Question

If the locus of the point, whose distances from the point $(2, 1)$ and $(1, 3)$ are in the ratio $5 : 4$, is \[ ax^2 + by^2 + cxy + dx + ey + 170 = 0, \] then the value of $a^2 + 2b + 3c + 4d + e$ is equal to:

• A. 5
• B. -27
• C. 37
• D. 437

Answer 1

The Correct Option is C

Let \( P(x, y) \)

\[ \frac{(x - 2)^2 + (y - 1)^2}{(x - 1)^2 + (y - 3)^2} = \frac{25}{16} \]

Expanding and simplifying:

\[ 9x^2 + 9y^2 + 14x - 118y + 170 = 0 \]

From the equation:

\[ a^2 + 2b + 3c + 4d + e = 81 + 18 + 0 + 56 - 118 \]

Calculating:

\[ = 155 - 118 \]

\[ = 37 \]

Answer 2

To find the locus of a point whose distances from the points \((2, 1)\) and \((1, 3)\) are in the ratio \(5:4\), we need to set up an equation based on the ratio of distances.

The distance of a point \((x, y)\) from \((2, 1)\) is given by:

\(d_1 = \sqrt{(x - 2)^2 + (y - 1)^2}\)

The distance of \((x, y)\) from \((1, 3)\) is:

\(d_2 = \sqrt{(x - 1)^2 + (y - 3)^2}\)

Given the ratio:

\(\frac{d_1}{d_2} = \frac{5}{4}\)

Squaring both sides, we have:

\(\left(\frac{d_1}{d_2}\right)^2 = \left(\frac{5}{4}\right)^2\) \(\Rightarrow \frac{(x - 2)^2 + (y - 1)^2}{(x - 1)^2 + (y - 3)^2} = \frac{25}{16}\)

Cross-multiplying gives:

\(16 \left[(x - 2)^2 + (y - 1)^2\right] = 25 \left[(x - 1)^2 + (y - 3)^2\right]\)

Expanding both sides:

\(16 \left[x^2 - 4x + 4 + y^2 - 2y + 1\right] = 25 \left[x^2 - 2x + 1 + y^2 - 6y + 9\right]\)

Simplifying further:

\(16x^2 - 64x + 16y^2 - 32y + 80 = 25x^2 - 50x + 25y^2 - 150y + 250\)

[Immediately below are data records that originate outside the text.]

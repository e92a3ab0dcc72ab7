//! Database layer for careflow.

mod appointments;
mod directory;
mod incidents;
mod schema;
mod slots;

pub use incidents::IncidentUpdate;
pub use schema::*;

use rusqlite::Connection;
use std::path::Path;
use std::time::Duration;
use thiserror::Error;

/// Database errors.
#[derive(Error, Debug)]
pub enum DbError {
    #[error("SQLite error: {0}")]
    Sqlite(#[from] rusqlite::Error),

    #[error("JSON serialization error: {0}")]
    Json(#[from] serde_json::Error),

    #[error("Constraint violation: {0}")]
    Constraint(String),
}

pub type DbResult<T> = Result<T, DbError>;

/// Database connection wrapper.
///
/// One handle is constructed at process start and lent to each component;
/// cross-request coordination happens through conditional writes, never
/// in-process locks, because receptionist, dispatcher, and kiosk requests
/// may come from independent processes sharing the file.
pub struct Database {
    conn: Connection,
}

impl Database {
    /// Open database at path, creating if needed.
    pub fn open<P: AsRef<Path>>(path: P) -> DbResult<Self> {
        let conn = Connection::open(path)?;
        // Another process may hold the write lock briefly; wait for it
        // instead of surfacing SQLITE_BUSY.
        conn.busy_timeout(Duration::from_secs(5))?;
        let db = Self { conn };
        db.initialize()?;
        Ok(db)
    }

    /// Create in-memory database (for testing).
    pub fn open_in_memory() -> DbResult<Self> {
        let conn = Connection::open_in_memory()?;
        let db = Self { conn };
        db.initialize()?;
        Ok(db)
    }

    /// Initialize schema.
    fn initialize(&self) -> DbResult<()> {
        self.conn.execute_batch(SCHEMA)?;
        Ok(())
    }

    /// Get raw connection (for advanced queries).
    pub fn conn(&self) -> &Connection {
        &self.conn
    }
}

Bringing all terms to one side gives:

\(\Rightarrow -9x^2 - 9y^2 - 14x + 118y - 170 = 0\)

Thus, the equation is:

\(9x^2 + 9y^2 + 14x - 118y + 170 = 0\)

Identifying coefficients, we have: \(a = 9\), \(b = 9\), \(c = 0\), \(d = 14\), \(e = -118\).

We need to find the value of:

\(a^2 + 2b + 3c + 4d + e\)

Substitute the values:

\(= 9^2 + 2 \times 9 + 3 \times 0 + 4 \times 14 - 118\) \(= 81 + 18 + 56 - 118\) \(= 37\)

Therefore, the value is \(37\).